[Collected data entries]
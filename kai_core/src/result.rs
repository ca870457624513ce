use crate::input::FuzzInput;
use chrono::{DateTime, Utc};
use serde::{Deserialize, Serialize};
use std::fmt;
use std::sync::Arc;

/// Exit code a runner reports when it had to kill the target on timeout.
pub const TIMEOUT_EXIT_CODE: i32 = -1;
/// Marker a runner writes to stderr alongside [`TIMEOUT_EXIT_CODE`].
pub const TIMEOUT_MARKER: &str = "TIMEOUT";

/// Substrings of stderr that indicate the compiler itself failed, as opposed
/// to rejecting the program.
const INTERNAL_ERROR_MARKERS: &[&str] = &[
    "Internal error",
    "internal compiler error",
    "java.lang.",
    "kotlin.",
    "AssertionError",
];

/// Coarse outcome of one execution, derived purely from the result fields.
#[derive(Debug, Clone, Copy, PartialEq, Eq, Hash, PartialOrd, Ord)]
pub enum ResultClass {
    Success,
    Timeout,
    Killed,
    CompilerCrash,
    CompilationError,
    UnknownFailure,
}

impl ResultClass {
    pub fn as_str(&self) -> &'static str {
        match self {
            ResultClass::Success => "SUCCESS",
            ResultClass::Timeout => "TIMEOUT",
            ResultClass::Killed => "KILLED",
            ResultClass::CompilerCrash => "COMPILER_CRASH",
            ResultClass::CompilationError => "COMPILATION_ERROR",
            ResultClass::UnknownFailure => "UNKNOWN_FAILURE",
        }
    }
}

impl fmt::Display for ResultClass {
    fn fmt(&self, f: &mut fmt::Formatter<'_>) -> fmt::Result {
        f.write_str(self.as_str())
    }
}

/// Observed outcome of compiling and/or running one [`FuzzInput`].
#[derive(Serialize, Deserialize, Debug, Clone, PartialEq)]
pub struct ExecutionResult {
    pub input: Arc<FuzzInput>,
    pub exit_code: i32,
    pub stdout: String,
    pub stderr: String,
    pub duration_ms: u64,
    #[serde(default)]
    pub coverage_data: Option<String>,
    #[serde(default)]
    pub exception: Option<String>,
    pub timestamp: DateTime<Utc>,
}

impl ExecutionResult {
    pub fn new(
        input: Arc<FuzzInput>,
        exit_code: i32,
        stdout: impl Into<String>,
        stderr: impl Into<String>,
        duration_ms: u64,
    ) -> Self {
        Self {
            input,
            exit_code,
            stdout: stdout.into(),
            stderr: stderr.into(),
            duration_ms,
            coverage_data: None,
            exception: None,
            timestamp: Utc::now(),
        }
    }

    /// The result a runner reports when the target exceeded its time budget.
    pub fn timed_out(input: Arc<FuzzInput>, timeout_ms: u64) -> Self {
        Self::new(
            input,
            TIMEOUT_EXIT_CODE,
            "",
            format!("{TIMEOUT_MARKER} after {timeout_ms}ms"),
            timeout_ms,
        )
    }

    /// A stand-in result for inputs whose real outcome is unknown, e.g. sources
    /// reloaded from disk without a matching `results.json` entry.
    pub fn placeholder(input: Arc<FuzzInput>) -> Self {
        Self::new(input, 0, "", "", 0)
    }

    /// The result a runner reports when the target was started but the runner
    /// lost track of it, e.g. because its output could not be collected.
    pub fn runner_exception(
        input: Arc<FuzzInput>,
        exception: impl Into<String>,
        duration_ms: u64,
    ) -> Self {
        let exception = exception.into();
        Self::new(
            input,
            TIMEOUT_EXIT_CODE,
            "",
            format!("Runner exception: {exception}"),
            duration_ms,
        )
        .with_exception(exception)
    }

    pub fn with_exception(mut self, exception: impl Into<String>) -> Self {
        self.exception = Some(exception.into());
        self
    }

    pub fn is_successful(&self) -> bool {
        self.exit_code == 0
    }

    pub fn is_timeout(&self) -> bool {
        self.exit_code == TIMEOUT_EXIT_CODE && self.stderr.contains(TIMEOUT_MARKER)
    }

    /// Exit codes in 128..=255 are how a shell reports death by signal.
    pub fn is_killed(&self) -> bool {
        (128..=255).contains(&self.exit_code)
    }

    pub fn is_compiler_crash(&self) -> bool {
        !self.is_successful()
            && INTERNAL_ERROR_MARKERS
                .iter()
                .any(|marker| self.stderr.contains(marker))
    }

    pub fn is_compilation_error(&self) -> bool {
        !self.is_successful() && self.stderr.contains("error:") && self.stderr.contains("Exception")
    }

    pub fn classify(&self) -> ResultClass {
        if self.is_successful() {
            ResultClass::Success
        } else if self.is_timeout() {
            ResultClass::Timeout
        } else if self.is_killed() {
            ResultClass::Killed
        } else if self.is_compiler_crash() {
            ResultClass::CompilerCrash
        } else if self.is_compilation_error() {
            ResultClass::CompilationError
        } else {
            ResultClass::UnknownFailure
        }
    }

    /// Whether persisting the corpus should extract this result into its own
    /// crash folder.
    pub fn is_crash_artifact(&self) -> bool {
        self.classify().as_str().contains("CRASH") || self.is_timeout() || self.is_killed()
    }
}

#[cfg(test)]
mod tests {
    use super::*;

    fn result(exit_code: i32, stderr: &str) -> ExecutionResult {
        ExecutionResult::new(Arc::new(FuzzInput::new("fun main() {}")), exit_code, "", stderr, 10)
    }

    #[test]
    fn zero_exit_is_success_regardless_of_stderr() {
        assert_eq!(result(0, "").classify(), ResultClass::Success);
        assert_eq!(result(0, "Internal error").classify(), ResultClass::Success);
    }

    #[test]
    fn timeout_sentinel_is_recognised() {
        let input = Arc::new(FuzzInput::new(""));
        let timed_out = ExecutionResult::timed_out(input, 30_000);
        assert!(timed_out.is_timeout());
        assert_eq!(timed_out.classify(), ResultClass::Timeout);
        assert_eq!(timed_out.duration_ms, 30_000);

        // -1 without the marker is an ordinary failure.
        assert_eq!(result(-1, "boom").classify(), ResultClass::UnknownFailure);
    }

    #[test]
    fn runner_exceptions_are_plain_failures() {
        let input = Arc::new(FuzzInput::new(""));
        let failed = ExecutionResult::runner_exception(input, "Broken pipe (os error 32)", 12);
        assert_eq!(failed.exception.as_deref(), Some("Broken pipe (os error 32)"));
        assert!(failed.stderr.contains("Broken pipe"));
        assert!(!failed.is_timeout());
        assert_eq!(failed.classify(), ResultClass::UnknownFailure);
        assert!(!failed.is_crash_artifact());
    }

    #[test]
    fn signal_range_exit_codes_are_killed() {
        assert_eq!(result(128, "").classify(), ResultClass::Killed);
        assert_eq!(result(137, "Internal error").classify(), ResultClass::Killed);
        assert_eq!(result(255, "").classify(), ResultClass::Killed);
        assert_eq!(result(127, "").classify(), ResultClass::UnknownFailure);
        assert_eq!(result(256, "").classify(), ResultClass::UnknownFailure);
    }

    #[test]
    fn internal_error_markers_mean_compiler_crash() {
        assert_eq!(
            result(1, "Internal error: something broke").classify(),
            ResultClass::CompilerCrash
        );
        assert_eq!(
            result(1, "exception: java.lang.IllegalStateException").classify(),
            ResultClass::CompilerCrash
        );
    }

    #[test]
    fn compilation_error_needs_error_and_exception_markers() {
        assert_eq!(
            result(1, "error: unresolved reference\nCompilationException").classify(),
            ResultClass::CompilationError
        );
        assert_eq!(
            result(1, "error: unresolved reference").classify(),
            ResultClass::UnknownFailure
        );
    }

    #[test]
    fn crash_artifacts_cover_crashes_timeouts_and_kills() {
        assert!(result(1, "Internal error").is_crash_artifact());
        assert!(result(139, "").is_crash_artifact());
        assert!(ExecutionResult::timed_out(Arc::new(FuzzInput::new("")), 5).is_crash_artifact());
        assert!(!result(0, "").is_crash_artifact());
        assert!(!result(2, "error: nope").is_crash_artifact());
    }

    #[test]
    fn display_matches_persisted_labels() {
        assert_eq!(ResultClass::CompilerCrash.to_string(), "COMPILER_CRASH");
        assert_eq!(ResultClass::UnknownFailure.to_string(), "UNKNOWN_FAILURE");
    }
}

* _Activity_
Above are the records; copy exactly the lines from the line with "pub fn placeholder(input: Arc<FuzzInput>)" through the line with "let exception = exception.into();", both included.

* _Task answer_
    pub fn placeholder(input: Arc<FuzzInput>) -> Self {
        Self::new(input, 0, "", "", 0)
    }

    /// The result a runner reports when the target was started but the runner
    /// lost track of it, e.g. because its output could not be collected.
    pub fn runner_exception(
        input: Arc<FuzzInput>,
        exception: impl Into<String>,
        duration_ms: u64,
    ) -> Self {
        let exception = exception.into();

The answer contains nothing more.